It's really hard to debug such a hard-to-reproduce issue. Anyway you can try the latest upstream driver with the guide at http://www.intellinuxgraphics.org/install.html.

Revision history for this message
unggnu (unggnu) wrote : Re: periodic Xorg crashes w/ high cpu usage after OpenGL screensaver [965GM]

Some glitches maybe come frome the fact the MigrationHeuristic isn't greedy per default with the Debian driver.
If you want to get a backtrace please reinstall the standard driver like describe above and the dbg packages mentioned in the backtrace howto. You can only get a backtrace if you use ssh from a remote system or something similar.

Revision history for this message
In , Martin Olsson (mnemo) wrote :

"sudo not working" is a side effect of this bug. I usually don't have any problems running sudo and I can normally also attach to X.org with symbols etc no problems.

I know this is a hard bug to fix, anyway to make a long story short; yesterday I came up with two ideas that when combined allowed me to make progress on this bug:

A) attach "sudo gdb" before the crash happens and have it attached all along
B) turn off the "blank screen in 20 minutes" which makes the screensaver run forever.

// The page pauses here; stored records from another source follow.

//! # Registry Client
//!
//! High-level API for the Registry actor. Wraps a
//! `ResourceClient<ServiceInstance, RegistryPolicy>` and exposes the registry's
//! operations with [`RegistryError`] results.
use crate::model::{
    HealthSnapshot, InstanceId, LoadBalancingStrategy, ServiceInstance, ServiceRole,
    ServiceUpdate,
};
use crate::registry_actor::{
    RegistryAction, RegistryCommand, RegistryError, RegistryPolicy, RegistryReply,
};
use actor_framework::{ActorClient, FrameworkError, ResourceClient};
use async_trait::async_trait;
use std::time::Duration;
use tracing::{debug, instrument};

/// Client for interacting with the Registry actor.
#[derive(Clone)]
pub struct RegistryClient {
    inner: ResourceClient<ServiceInstance, RegistryPolicy>,
}

impl RegistryClient {
    pub fn new(inner: ResourceClient<ServiceInstance, RegistryPolicy>) -> Self {
        Self { inner }
    }
}

#[async_trait]
impl ActorClient<ServiceInstance, RegistryPolicy> for RegistryClient {
    type Error = RegistryError;

    fn inner(&self) -> &ResourceClient<ServiceInstance, RegistryPolicy> {
        &self.inner
    }

    fn map_error(e: FrameworkError) -> Self::Error {
        RegistryError::from(e)
    }
}

impl RegistryClient {
    async fn action(
        &self,
        id: InstanceId,
        action: RegistryAction,
    ) -> Result<ServiceInstance, RegistryError> {
        Ok(self.inner.perform_action(id, action).await?)
    }

    async fn command(&self, command: RegistryCommand) -> Result<RegistryReply, RegistryError> {
        Ok(self.inner.command(command).await?)
    }

    /// A live instance of `role`, or [`RegistryError::Unavailable`].
    #[instrument(skip(self))]
    pub async fn select(&self, role: ServiceRole) -> Result<ServiceInstance, RegistryError> {
        debug!("Selecting instance");
        match self.command(RegistryCommand::Select(role)).await? {
            RegistryReply::Selected(instance) => Ok(instance),
            _ => unreachable!("Select command must return Selected reply"),
        }
    }

    #[instrument(skip(self, id), fields(id = %id))]
    pub async fn record_request(&self, id: InstanceId) -> Result<ServiceInstance, RegistryError> {
        self.action(id, RegistryAction::RecordRequest).await
    }

    #[instrument(skip(self, id), fields(id = %id))]
    pub async fn record_error(&self, id: InstanceId) -> Result<ServiceInstance, RegistryError> {
        self.action(id, RegistryAction::RecordError).await
    }

    /// Lowers the load by a random amount now.
    #[instrument(skip(self, id), fields(id = %id))]
    pub async fn release_load(&self, id: InstanceId) -> Result<ServiceInstance, RegistryError> {
        self.action(id, RegistryAction::ReleaseLoad).await
    }

    /// [`release_load`](Self::release_load), scheduled on the registry after `after`. Fire-and-forget.
    #[instrument(skip(self, id), fields(id = %id))]
    pub async fn release_load_after(
        &self,
        id: InstanceId,
        after: Duration,
    ) -> Result<(), RegistryError> {
        Ok(self.inner.defer(id, RegistryAction::ReleaseLoad, after).await?)
    }

    #[instrument(skip(self, id), fields(id = %id))]
    pub async fn inject_fault(
        &self,
        id: InstanceId,
        enabled: bool,
    ) -> Result<ServiceInstance, RegistryError> {
        self.action(id, RegistryAction::InjectFault(enabled)).await
    }

    /// Sets the load directly, clamped to `[0, 100]`.
    #[instrument(skip(self, id), fields(id = %id))]
    pub async fn set_load(
        &self,
        id: InstanceId,
        load: f64,
    ) -> Result<ServiceInstance, RegistryError> {
        Ok(self
            .inner
            .update(id, ServiceUpdate { load: Some(load) })
            .await?)
    }

    /// Instances of `role`, in registration order.
    #[instrument(skip(self))]
    pub async fn services_by_role(
        &self,
        role: ServiceRole,
    ) -> Result<Vec<ServiceInstance>, RegistryError> {
        let mut services = self.list().await?;
        services.retain(|s| s.role == role);
        Ok(services)
    }

    #[instrument(skip(self))]
    pub async fn set_strategy(&self, strategy: LoadBalancingStrategy) -> Result<(), RegistryError> {
        self.command(RegistryCommand::SetStrategy(strategy)).await?;
        Ok(())
    }

    pub async fn strategy(&self) -> Result<LoadBalancingStrategy, RegistryError> {
        match self.command(RegistryCommand::Strategy).await? {
            RegistryReply::Strategy(strategy) => Ok(strategy),
            _ => unreachable!("Strategy command must return Strategy reply"),
        }
    }

    /// Full instance list plus the active strategy.
    pub async fn health(&self) -> Result<HealthSnapshot, RegistryError> {
        match self.command(RegistryCommand::Health).await? {
            RegistryReply::Health(snapshot) => Ok(snapshot),
            _ => unreachable!("Health command must return Health reply"),
        }
    }
}

#[cfg(test)]
mod tests {
    use super::*;
    use actor_framework::mock::{create_mock_client, expect_command, MockClient};

    #[tokio::test]
    async fn select_surfaces_unavailable_role() {
        let (client, mut receiver) = create_mock_client::<ServiceInstance, RegistryPolicy>(10);
        let registry = RegistryClient::new(client);

        let task = tokio::spawn(async move { registry.select(ServiceRole::Payment).await });

        let (command, responder) = expect_command(&mut receiver)
            .await
            .expect("Expected Command request");
        assert!(matches!(command, RegistryCommand::Select(ServiceRole::Payment)));
        responder
            .send(Err(FrameworkError::EntityError(Box::new(
                RegistryError::Unavailable(ServiceRole::Payment),
            ))))
            .unwrap();

        let result = task.await.unwrap();
        assert_eq!(
            result.unwrap_err(),
            RegistryError::Unavailable(ServiceRole::Payment)
        );
    }

    #[tokio::test]
    async fn unknown_instance_maps_to_not_found() {
        let mut mock = MockClient::<ServiceInstance, RegistryPolicy>::new();
        let id = InstanceId::new(ServiceRole::Auth, 9);
        mock.expect_action(id)
            .return_err(FrameworkError::NotFound(id.to_string()));

        let registry = RegistryClient::new(mock.client());
        let err = registry.inject_fault(id, true).await.unwrap_err();
        assert_eq!(err, RegistryError::NotFound("auth-9".into()));
        mock.verify();
    }

    #[tokio::test]
    async fn deferred_release_is_fire_and_forget() {
        let mut mock = MockClient::<ServiceInstance, RegistryPolicy>::new();
        let id = InstanceId::new(ServiceRole::Order, 1);
        mock.expect_defer(id);

        let registry = RegistryClient::new(mock.client());
        registry
            .release_load_after(id, Duration::from_millis(100))
            .await
            .unwrap();
        // Let the mock task consume the queued request.
        tokio::time::sleep(Duration::from_millis(10)).await;
        mock.verify();
    }
}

The first trick made it possible for me to get a backstrace, the second trick made this bug A LOT easier to repro (when I woke up this morning it was hung again).

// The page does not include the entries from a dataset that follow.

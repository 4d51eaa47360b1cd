use actor_framework::{ActorEntity, FrameworkError, ResourceActor, Store, StorePolicy};
use async_trait::async_trait;
use std::time::Duration;

// --- Test Entity ---

#[derive(Clone, Debug, PartialEq)]
struct Account {
    id: u32,
    owner: String,
    balance: i64,
    frozen: bool,
}

#[derive(Debug)]
struct AccountCreate {
    owner: String,
}

#[derive(Debug)]
struct AccountUpdate {
    owner: Option<String>,
}

#[derive(Debug)]
enum AccountAction {
    Deposit(i64),
    Interest,
}

#[derive(Debug, thiserror::Error)]
enum AccountError {
    #[error("account frozen")]
    Frozen,
    #[error("no accounts")]
    Empty,
}

#[async_trait]
impl ActorEntity for Account {
    type Id = u32;
    type Create = AccountCreate;
    type Update = AccountUpdate;
    type Action = AccountAction;
    type ActionResult = i64;
    type Context = ();
    type Error = AccountError;

    fn assign_id(seq: u32, _: &AccountCreate) -> u32 {
        seq
    }

    fn from_create_params(id: u32, params: AccountCreate) -> Result<Self, Self::Error> {
        Ok(Self {
            id,
            owner: params.owner,
            balance: 0,
            frozen: false,
        })
    }

    async fn on_update(&mut self, update: AccountUpdate, _: &()) -> Result<(), Self::Error> {
        if let Some(owner) = update.owner {
            self.owner = owner;
        }
        Ok(())
    }

    async fn handle_action(&mut self, action: AccountAction, _: &()) -> Result<i64, Self::Error> {
        if self.frozen {
            return Err(AccountError::Frozen);
        }
        match action {
            AccountAction::Deposit(amount) => self.balance += amount,
            AccountAction::Interest => self.balance += 1,
        }
        Ok(self.balance)
    }
}

// --- Store policy: freeze the richest account ---

#[derive(Debug, Default)]
struct Auditor {
    audits: u32,
}

#[derive(Debug)]
enum AuditCommand {
    FreezeRichest,
}

impl StorePolicy<Account> for Auditor {
    type Command = AuditCommand;
    type Reply = u32;

    fn handle_command(
        &mut self,
        command: AuditCommand,
        store: &mut Store<Account>,
        _ctx: &(),
    ) -> Result<u32, AccountError> {
        match command {
            AuditCommand::FreezeRichest => {
                self.audits += 1;
                let richest = store
                    .iter()
                    .max_by_key(|a| a.balance)
                    .map(|a| a.id)
                    .ok_or(AccountError::Empty)?;
                if let Some(account) = store.get_mut(&richest) {
                    account.frozen = true;
                }
                Ok(richest)
            }
        }
    }
}

#[tokio::test]
async fn test_framework_full_lifecycle() {
    let (actor, client) = ResourceActor::<Account>::new(10);
    tokio::spawn(actor.run(()));

    let id = client
        .create(AccountCreate {
            owner: "Alice".into(),
        })
        .await
        .unwrap();
    assert_eq!(id, 1);

    let balance = client
        .perform_action(id, AccountAction::Deposit(40))
        .await
        .unwrap();
    assert_eq!(balance, 40);

    let updated = client
        .update(
            id,
            AccountUpdate {
                owner: Some("Bob".into()),
            },
        )
        .await
        .unwrap();
    assert_eq!(updated.owner, "Bob");

    client.delete(id).await.unwrap();
    assert!(client.get(id).await.unwrap().is_none());
    assert!(matches!(
        client.perform_action(id, AccountAction::Interest).await,
        Err(FrameworkError::NotFound(_))
    ));
}

#[tokio::test]
async fn test_seeded_entities_list_in_creation_order() {
    let (actor, client) = ResourceActor::<Account>::new(10);
    let seed = ["carol", "dave", "erin"].map(|owner| AccountCreate {
        owner: owner.to_string(),
    });
    tokio::spawn(actor.with_seed(seed).run(()));

    let owners: Vec<String> = client
        .list()
        .await
        .unwrap()
        .into_iter()
        .map(|a| a.owner)
        .collect();
    assert_eq!(owners, vec!["carol", "dave", "erin"]);
}

#[tokio::test]
async fn test_policy_command_sees_whole_store() {
    let (actor, client) = ResourceActor::with_policy(10, Auditor::default());
    let seed = ["a", "b"].map(|owner| AccountCreate {
        owner: owner.to_string(),
    });
    tokio::spawn(actor.with_seed(seed).run(()));

    client
        .perform_action(2, AccountAction::Deposit(100))
        .await
        .unwrap();

    let frozen = client.command(AuditCommand::FreezeRichest).await.unwrap();
    assert_eq!(frozen, 2);

    // The entity error comes back typed.
    let err = client
        .perform_action(2, AccountAction::Deposit(1))
        .await
        .unwrap_err();
    assert!(matches!(
        err.into_entity_error::<AccountError>(),
        Ok(AccountError::Frozen)
    ));
}

#[tokio::test(start_paused = true)]
async fn test_deferred_actions_apply_after_delay() {
    let (actor, client) = ResourceActor::<Account>::new(10);
    tokio::spawn(
        actor
            .with_seed([AccountCreate { owner: "f".into() }])
            .run(()),
    );

    client
        .defer(1, AccountAction::Deposit(5), Duration::from_millis(500))
        .await
        .unwrap();

    tokio::time::sleep(Duration::from_millis(499)).await;
    assert_eq!(client.get(1).await.unwrap().unwrap().balance, 0);

    tokio::time::sleep(Duration::from_millis(2)).await;
    assert_eq!(client.get(1).await.unwrap().unwrap().balance, 5);
}

#[tokio::test(start_paused = true)]
async fn test_tick_reaches_every_entity() {
    let (actor, client) = ResourceActor::<Account>::new(10);
    let seed = ["g", "h"].map(|owner| AccountCreate {
        owner: owner.to_string(),
    });
    tokio::spawn(
        actor
            .with_seed(seed)
            .with_tick(Duration::from_secs(1), || AccountAction::Interest)
            .run(()),
    );

    tokio::time::sleep(Duration::from_millis(3500)).await;
    let balances: Vec<i64> = client
        .list()
        .await
        .unwrap()
        .into_iter()
        .map(|a| a.balance)
        .collect();
    assert_eq!(balances, vec![3, 3]);
}

#[tokio::test(start_paused = true)]
async fn test_zero_tick_period_keeps_the_actor_alive() {
    let (actor, client) = ResourceActor::<Account>::new(10);
    let seed = [AccountCreate {
        owner: "z".to_string(),
    }];
    tokio::spawn(
        actor
            .with_seed(seed)
            .with_tick(Duration::ZERO, || AccountAction::Interest)
            .run(()),
    );

    tokio::time::sleep(Duration::from_secs(2)).await;
    assert_eq!(client.get(1).await.unwrap().unwrap().balance, 0);
}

I'm going to do some additional testing during this week. I really recommend you to activate the busy spheres screensaver and turn of "blank screen" in power options. This is a great way to stress the driver.

Revision history for this message
In , Martin Olsson (mnemo) wrote :

(read the ubuntu bug report for details on the backtrace etc)

Revision history for this message
Martin Olsson (mnemo) wrote : Re: periodic Xorg crashes w/ high cpu usage after OpenGL screensaver [965GM]

After about an hour of CPU hogging pain with the new driver I reverted to the old Hardy driver. I then change my power options to say that "Never blank out screen" and I also set my screensaver timeout to 1 minute. Then I went to sleep. I just woke up and this bug had reproduced. I believe I can actually get this bug to repro whenever I want, the only thing I have to do is to leave the busy spheres screensaver on without setting the screen to blank out.

When I got back to the machine this morning I found it hung but the graphics was not yet corrupted. When I checked the already attached gdb from ssh the program had received a SIGABRT with the following backtrace:

(gdb) bt full
#0 0xb7ef5410 in __kernel_vsyscall ()
No symbol table info available.
#1 0xb7c98085 in raise () from /lib/tls/i686/cmov/libc.so.6
No symbol table info available.
#2 0xb7c99a01 in abort () from /lib/tls/i686/cmov/libc.so.6
No symbol table info available.
#3 0xb7c9110e in __assert_fail () from /lib/tls/i686/cmov/libc.so.6
No symbol table info available.
#4 0xa75f0d68 in bm_fake_NotifyContendedLockTake () from /usr/lib/dri/i965_dri.so
No symbol table info available.
#5 0xa75f6871 in LOCK_HARDWARE () from /usr/lib/dri/i965_dri.so
No symbol table info available.
#6 0xa760fff5 in ?? () from /usr/lib/dri/i965_dri.so
No symbol table info available.
#7 0x0840e880 in ?? ()
No symbol table info available.
#8 0xb7bd7a0c in __pthread_mutex_unlock_usercnt () from /lib/tls/i686/cmov/libpthread.so.0
No symbol table info available.
#9 0xa7610545 in brw_draw_prims () from /usr/lib/dri/i965_dri.so
No symbol table info available.
#10 0xa76ac96c in ?? () from /usr/lib/dri/i965_dri.so
No symbol table info available.
#11 0x0840e880 in ?? ()
No symbol table info available.
#12 0x08862030 in ?? ()
No symbol table info available.
#13 0xbfe30d30 in ?? ()
No symbol table info available.
#14 0x00000001 in ?? ()
No symbol table info available.
#15 0x00000000 in ?? ()
No symbol table info available.
(gdb)

At this point I used the "c" command to resume execution and the computer then went into the corrupted graphics defect mode and then it printed this in gdb:

Program terminated with signal SIGABRT, Aborted.
The program no longer exists.

After this the computer hung in exactly the same way that I was originally. Even could I could not execute anymore commands in gdb, I could clearly see the X.org process still alive and taking 100% CPU.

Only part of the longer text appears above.